RECORDS FOR THIS EXERCISE:
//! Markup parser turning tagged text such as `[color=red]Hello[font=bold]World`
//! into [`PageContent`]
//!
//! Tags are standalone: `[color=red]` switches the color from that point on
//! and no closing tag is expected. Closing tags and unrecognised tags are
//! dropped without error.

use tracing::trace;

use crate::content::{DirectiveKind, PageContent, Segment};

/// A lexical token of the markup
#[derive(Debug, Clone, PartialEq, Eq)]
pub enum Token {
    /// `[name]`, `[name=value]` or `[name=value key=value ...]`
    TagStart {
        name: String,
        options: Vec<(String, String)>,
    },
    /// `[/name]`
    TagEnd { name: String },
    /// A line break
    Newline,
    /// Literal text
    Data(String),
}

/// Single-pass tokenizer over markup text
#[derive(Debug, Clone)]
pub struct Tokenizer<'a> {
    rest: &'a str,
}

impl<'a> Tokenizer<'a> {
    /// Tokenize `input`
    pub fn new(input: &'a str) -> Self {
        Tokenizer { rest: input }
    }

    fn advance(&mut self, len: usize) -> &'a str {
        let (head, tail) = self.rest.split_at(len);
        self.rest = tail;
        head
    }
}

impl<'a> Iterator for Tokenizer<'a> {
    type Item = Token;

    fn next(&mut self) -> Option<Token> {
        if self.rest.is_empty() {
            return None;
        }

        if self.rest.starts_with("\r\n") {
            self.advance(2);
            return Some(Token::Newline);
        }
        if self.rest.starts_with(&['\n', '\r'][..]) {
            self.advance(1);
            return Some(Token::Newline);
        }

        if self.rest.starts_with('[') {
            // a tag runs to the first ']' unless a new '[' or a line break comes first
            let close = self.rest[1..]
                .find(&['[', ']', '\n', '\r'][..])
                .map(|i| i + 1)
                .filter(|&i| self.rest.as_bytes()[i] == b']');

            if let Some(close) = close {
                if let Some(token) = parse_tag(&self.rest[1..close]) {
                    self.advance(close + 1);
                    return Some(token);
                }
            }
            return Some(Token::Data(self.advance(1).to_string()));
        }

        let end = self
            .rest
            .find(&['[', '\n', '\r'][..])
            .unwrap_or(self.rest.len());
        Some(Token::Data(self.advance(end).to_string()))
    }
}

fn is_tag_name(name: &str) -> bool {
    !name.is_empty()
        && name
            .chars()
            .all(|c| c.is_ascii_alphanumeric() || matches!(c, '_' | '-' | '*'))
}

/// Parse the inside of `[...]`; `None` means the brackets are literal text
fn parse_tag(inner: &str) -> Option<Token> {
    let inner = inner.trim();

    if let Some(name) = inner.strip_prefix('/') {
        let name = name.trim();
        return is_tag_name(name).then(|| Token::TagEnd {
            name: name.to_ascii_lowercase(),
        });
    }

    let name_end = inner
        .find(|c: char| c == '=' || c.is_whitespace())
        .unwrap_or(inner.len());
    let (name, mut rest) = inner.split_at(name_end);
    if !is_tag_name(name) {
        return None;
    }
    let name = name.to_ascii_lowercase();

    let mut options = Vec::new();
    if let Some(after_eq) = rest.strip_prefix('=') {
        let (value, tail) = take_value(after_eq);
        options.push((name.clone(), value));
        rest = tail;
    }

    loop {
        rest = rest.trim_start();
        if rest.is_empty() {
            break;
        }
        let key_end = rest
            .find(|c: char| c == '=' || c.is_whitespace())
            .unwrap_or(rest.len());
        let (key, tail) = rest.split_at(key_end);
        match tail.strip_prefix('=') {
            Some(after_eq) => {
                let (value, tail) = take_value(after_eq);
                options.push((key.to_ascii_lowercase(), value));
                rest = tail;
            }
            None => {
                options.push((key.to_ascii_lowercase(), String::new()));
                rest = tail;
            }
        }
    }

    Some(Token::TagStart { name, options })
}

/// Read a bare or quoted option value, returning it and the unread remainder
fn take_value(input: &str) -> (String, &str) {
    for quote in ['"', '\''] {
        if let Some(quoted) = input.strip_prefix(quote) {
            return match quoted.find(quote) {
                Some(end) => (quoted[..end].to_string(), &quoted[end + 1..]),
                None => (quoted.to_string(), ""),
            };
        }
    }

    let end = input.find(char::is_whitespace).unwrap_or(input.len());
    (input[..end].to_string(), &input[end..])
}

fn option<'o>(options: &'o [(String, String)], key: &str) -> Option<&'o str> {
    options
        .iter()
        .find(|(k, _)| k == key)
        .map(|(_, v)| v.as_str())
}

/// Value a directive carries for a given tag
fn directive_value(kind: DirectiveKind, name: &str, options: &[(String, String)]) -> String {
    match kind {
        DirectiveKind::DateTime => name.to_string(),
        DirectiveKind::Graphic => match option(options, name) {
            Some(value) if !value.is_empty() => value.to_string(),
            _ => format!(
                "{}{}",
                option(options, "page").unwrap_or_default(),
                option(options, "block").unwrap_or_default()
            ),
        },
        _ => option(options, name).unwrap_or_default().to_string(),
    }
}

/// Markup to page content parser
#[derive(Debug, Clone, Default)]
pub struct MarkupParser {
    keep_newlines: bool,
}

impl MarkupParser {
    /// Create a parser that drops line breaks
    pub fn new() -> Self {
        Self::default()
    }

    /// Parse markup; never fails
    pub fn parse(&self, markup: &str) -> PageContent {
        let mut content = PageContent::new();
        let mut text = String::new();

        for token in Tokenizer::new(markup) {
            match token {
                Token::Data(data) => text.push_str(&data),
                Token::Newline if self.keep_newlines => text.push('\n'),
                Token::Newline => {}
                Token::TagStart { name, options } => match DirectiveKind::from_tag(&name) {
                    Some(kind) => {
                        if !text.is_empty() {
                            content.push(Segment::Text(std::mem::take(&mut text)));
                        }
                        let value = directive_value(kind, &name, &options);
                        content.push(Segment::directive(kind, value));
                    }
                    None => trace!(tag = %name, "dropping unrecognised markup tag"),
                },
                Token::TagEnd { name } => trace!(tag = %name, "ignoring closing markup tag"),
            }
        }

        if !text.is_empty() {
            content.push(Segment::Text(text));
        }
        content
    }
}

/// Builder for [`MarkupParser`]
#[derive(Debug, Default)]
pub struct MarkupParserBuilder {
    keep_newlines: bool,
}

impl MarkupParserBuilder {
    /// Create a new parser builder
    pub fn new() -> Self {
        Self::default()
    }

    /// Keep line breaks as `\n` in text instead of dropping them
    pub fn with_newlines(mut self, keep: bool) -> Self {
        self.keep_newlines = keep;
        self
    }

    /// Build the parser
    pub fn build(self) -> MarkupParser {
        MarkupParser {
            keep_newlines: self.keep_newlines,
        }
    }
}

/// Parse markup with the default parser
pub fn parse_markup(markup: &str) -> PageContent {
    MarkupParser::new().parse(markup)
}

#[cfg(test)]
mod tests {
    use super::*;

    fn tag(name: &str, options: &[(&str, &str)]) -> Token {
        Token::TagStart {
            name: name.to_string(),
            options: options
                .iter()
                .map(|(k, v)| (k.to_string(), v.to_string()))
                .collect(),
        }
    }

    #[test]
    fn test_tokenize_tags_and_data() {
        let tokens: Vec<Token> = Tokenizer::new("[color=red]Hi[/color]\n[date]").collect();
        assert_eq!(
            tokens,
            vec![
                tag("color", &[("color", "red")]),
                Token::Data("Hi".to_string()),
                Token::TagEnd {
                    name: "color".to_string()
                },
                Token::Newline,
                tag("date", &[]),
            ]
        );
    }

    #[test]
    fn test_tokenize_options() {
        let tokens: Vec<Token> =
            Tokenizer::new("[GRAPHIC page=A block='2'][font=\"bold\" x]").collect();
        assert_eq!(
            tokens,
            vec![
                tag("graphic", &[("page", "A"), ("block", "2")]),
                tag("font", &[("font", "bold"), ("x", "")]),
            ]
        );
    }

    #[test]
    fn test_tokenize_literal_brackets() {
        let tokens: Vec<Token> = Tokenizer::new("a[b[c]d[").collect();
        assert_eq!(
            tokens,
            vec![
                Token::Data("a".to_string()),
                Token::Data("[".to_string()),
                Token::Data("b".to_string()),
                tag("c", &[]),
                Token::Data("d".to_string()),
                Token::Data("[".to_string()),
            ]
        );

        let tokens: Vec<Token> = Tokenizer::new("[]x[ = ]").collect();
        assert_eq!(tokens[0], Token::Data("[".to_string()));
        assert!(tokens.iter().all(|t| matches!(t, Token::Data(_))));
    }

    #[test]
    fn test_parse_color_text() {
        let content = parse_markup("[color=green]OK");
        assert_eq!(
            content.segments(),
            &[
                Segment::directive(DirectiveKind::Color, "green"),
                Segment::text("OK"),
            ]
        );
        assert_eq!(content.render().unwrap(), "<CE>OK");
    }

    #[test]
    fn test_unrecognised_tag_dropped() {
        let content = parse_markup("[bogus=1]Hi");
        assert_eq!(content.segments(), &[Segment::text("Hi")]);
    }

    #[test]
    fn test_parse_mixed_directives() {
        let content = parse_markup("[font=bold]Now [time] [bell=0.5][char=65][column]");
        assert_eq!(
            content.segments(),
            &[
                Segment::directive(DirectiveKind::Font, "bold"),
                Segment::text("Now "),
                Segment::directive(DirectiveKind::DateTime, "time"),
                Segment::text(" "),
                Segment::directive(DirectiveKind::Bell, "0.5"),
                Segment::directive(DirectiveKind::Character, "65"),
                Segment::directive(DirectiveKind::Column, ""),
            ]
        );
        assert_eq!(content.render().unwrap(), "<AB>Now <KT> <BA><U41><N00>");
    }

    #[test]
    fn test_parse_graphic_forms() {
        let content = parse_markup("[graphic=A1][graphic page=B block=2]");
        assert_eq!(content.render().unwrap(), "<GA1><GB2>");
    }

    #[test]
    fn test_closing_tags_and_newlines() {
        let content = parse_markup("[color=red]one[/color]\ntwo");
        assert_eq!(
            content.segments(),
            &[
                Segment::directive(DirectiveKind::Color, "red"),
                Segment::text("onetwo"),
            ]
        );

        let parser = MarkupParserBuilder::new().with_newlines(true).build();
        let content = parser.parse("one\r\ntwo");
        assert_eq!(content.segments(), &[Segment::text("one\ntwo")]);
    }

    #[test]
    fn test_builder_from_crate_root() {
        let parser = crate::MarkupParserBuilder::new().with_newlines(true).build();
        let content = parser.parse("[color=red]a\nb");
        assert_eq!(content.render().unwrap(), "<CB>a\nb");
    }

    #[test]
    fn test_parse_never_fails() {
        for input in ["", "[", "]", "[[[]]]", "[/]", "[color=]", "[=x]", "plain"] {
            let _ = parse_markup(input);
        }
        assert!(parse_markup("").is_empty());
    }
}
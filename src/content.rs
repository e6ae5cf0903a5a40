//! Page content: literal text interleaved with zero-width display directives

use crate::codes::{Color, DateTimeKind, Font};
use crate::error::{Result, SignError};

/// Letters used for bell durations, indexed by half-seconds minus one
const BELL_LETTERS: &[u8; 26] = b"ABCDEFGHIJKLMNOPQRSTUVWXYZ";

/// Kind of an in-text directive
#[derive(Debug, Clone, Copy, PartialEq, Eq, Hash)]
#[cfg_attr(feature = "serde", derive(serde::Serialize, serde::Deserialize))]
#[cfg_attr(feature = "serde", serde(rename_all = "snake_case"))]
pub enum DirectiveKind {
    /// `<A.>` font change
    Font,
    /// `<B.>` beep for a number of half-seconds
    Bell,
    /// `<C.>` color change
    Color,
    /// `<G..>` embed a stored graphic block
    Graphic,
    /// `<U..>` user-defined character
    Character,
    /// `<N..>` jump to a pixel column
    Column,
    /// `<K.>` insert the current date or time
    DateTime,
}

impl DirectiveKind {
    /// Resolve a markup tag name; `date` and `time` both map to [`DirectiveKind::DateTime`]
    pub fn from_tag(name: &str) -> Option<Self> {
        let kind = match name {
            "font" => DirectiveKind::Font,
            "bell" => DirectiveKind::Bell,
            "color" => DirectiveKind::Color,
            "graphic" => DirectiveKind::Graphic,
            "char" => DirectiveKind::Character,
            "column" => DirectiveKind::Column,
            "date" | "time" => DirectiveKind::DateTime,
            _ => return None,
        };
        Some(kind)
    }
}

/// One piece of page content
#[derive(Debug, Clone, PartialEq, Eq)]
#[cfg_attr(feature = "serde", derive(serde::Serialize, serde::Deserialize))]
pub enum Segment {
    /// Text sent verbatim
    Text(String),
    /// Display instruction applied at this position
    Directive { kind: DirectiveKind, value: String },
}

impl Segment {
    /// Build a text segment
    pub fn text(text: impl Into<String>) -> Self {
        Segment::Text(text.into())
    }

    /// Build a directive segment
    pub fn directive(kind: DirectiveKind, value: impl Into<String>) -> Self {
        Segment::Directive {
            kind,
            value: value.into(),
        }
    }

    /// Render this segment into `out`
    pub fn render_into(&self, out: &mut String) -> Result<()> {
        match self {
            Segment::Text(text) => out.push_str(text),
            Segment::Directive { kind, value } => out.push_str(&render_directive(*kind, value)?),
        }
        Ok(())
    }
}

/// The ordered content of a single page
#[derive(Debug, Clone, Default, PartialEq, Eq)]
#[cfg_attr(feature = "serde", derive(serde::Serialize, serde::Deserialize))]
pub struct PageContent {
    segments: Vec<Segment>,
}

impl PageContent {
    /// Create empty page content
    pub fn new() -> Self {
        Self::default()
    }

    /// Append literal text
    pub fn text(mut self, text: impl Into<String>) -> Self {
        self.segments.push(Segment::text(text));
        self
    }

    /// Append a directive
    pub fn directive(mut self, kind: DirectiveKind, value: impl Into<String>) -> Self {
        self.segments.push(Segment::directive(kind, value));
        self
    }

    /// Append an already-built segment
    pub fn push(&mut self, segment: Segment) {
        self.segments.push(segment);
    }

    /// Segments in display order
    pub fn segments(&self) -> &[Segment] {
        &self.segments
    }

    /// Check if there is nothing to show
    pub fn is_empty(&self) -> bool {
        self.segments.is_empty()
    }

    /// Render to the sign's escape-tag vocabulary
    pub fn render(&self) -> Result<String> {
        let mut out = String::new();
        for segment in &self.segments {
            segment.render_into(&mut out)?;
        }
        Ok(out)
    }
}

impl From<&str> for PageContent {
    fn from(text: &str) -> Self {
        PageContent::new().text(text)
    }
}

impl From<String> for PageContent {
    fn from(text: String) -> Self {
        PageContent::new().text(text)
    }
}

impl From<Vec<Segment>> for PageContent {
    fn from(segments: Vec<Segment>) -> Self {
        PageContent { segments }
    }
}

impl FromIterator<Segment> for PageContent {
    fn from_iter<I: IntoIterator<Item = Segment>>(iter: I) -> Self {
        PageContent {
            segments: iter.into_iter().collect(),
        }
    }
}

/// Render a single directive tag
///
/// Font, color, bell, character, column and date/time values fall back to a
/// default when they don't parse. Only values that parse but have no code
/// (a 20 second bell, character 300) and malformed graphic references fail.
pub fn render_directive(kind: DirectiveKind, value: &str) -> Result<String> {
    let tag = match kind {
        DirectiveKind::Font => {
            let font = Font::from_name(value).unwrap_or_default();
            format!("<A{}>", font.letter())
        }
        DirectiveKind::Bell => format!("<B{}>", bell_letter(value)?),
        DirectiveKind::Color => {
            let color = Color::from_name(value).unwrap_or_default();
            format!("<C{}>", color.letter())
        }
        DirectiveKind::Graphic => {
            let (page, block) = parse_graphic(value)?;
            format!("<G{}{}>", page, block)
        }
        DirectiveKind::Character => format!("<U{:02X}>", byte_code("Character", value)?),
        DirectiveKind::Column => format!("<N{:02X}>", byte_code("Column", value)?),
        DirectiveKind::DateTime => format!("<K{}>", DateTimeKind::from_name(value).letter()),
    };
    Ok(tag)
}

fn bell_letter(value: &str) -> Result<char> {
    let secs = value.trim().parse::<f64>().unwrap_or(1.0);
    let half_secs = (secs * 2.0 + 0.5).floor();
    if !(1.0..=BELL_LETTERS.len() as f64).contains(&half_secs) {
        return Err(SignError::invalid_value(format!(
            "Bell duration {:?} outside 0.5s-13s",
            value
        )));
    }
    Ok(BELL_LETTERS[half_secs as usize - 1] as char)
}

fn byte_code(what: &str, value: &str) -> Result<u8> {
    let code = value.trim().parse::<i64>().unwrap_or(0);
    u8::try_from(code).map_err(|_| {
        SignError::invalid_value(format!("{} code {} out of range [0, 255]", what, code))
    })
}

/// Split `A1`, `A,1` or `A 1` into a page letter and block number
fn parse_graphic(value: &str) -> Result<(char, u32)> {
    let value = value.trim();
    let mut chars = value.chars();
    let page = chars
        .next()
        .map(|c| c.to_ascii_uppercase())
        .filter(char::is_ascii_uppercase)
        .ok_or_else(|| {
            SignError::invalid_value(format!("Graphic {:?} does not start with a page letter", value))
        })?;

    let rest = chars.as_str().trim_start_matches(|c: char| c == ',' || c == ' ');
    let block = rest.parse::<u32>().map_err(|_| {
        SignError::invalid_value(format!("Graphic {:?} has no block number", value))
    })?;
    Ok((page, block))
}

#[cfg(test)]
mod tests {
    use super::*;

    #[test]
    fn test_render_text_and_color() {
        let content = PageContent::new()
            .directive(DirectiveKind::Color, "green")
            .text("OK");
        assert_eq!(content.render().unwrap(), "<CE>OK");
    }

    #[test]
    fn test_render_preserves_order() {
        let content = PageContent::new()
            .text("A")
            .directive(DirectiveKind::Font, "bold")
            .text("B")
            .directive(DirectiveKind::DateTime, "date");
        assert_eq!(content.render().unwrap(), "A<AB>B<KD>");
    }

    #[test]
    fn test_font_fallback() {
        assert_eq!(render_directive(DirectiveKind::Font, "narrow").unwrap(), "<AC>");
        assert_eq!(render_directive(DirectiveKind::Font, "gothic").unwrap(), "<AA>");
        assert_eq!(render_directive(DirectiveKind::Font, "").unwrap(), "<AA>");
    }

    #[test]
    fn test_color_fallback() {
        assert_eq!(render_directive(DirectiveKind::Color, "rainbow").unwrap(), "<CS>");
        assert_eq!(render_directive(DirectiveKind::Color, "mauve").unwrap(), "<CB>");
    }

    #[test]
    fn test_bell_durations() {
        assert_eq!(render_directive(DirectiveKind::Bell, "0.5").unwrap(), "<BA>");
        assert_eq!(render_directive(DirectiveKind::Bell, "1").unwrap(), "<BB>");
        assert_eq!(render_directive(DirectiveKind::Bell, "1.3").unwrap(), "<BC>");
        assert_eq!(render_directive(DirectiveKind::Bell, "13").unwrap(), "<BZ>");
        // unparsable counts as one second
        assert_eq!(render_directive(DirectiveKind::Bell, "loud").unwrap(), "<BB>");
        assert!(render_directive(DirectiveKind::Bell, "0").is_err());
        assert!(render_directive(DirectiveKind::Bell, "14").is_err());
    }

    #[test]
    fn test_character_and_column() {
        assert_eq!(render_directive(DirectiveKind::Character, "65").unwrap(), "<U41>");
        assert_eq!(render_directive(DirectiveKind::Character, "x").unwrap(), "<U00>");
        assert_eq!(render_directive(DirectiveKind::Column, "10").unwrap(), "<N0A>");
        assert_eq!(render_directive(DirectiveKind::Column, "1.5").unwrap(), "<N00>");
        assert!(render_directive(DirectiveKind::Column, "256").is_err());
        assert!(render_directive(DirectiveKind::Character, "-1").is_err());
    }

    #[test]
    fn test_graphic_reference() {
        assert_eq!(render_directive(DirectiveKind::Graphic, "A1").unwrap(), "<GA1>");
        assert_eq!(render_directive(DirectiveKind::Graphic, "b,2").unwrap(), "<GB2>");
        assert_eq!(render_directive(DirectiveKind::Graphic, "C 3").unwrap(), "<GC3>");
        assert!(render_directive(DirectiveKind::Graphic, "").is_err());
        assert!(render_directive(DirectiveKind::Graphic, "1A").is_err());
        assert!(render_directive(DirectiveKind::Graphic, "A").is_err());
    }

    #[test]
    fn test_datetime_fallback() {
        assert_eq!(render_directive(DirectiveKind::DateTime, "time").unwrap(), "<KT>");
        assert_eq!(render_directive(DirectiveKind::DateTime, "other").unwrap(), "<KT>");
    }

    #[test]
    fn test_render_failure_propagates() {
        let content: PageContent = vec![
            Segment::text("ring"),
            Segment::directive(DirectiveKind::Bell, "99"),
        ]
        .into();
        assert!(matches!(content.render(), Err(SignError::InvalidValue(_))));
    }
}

TASK DESCRIPTION:
What is needed is every line from the data above that includes the string "find", copied out.

YOUR RESPONSE:
                .find(&['[', ']', '\n', '\r'][..])
            .find(&['[', '\n', '\r'][..])
        .find(|c: char| c == '=' || c.is_whitespace())
            .find(|c: char| c == '=' || c.is_whitespace())
            return match quoted.find(quote) {
    let end = input.find(char::is_whitespace).unwrap_or(input.len());
        .find(|(k, _)| k == key)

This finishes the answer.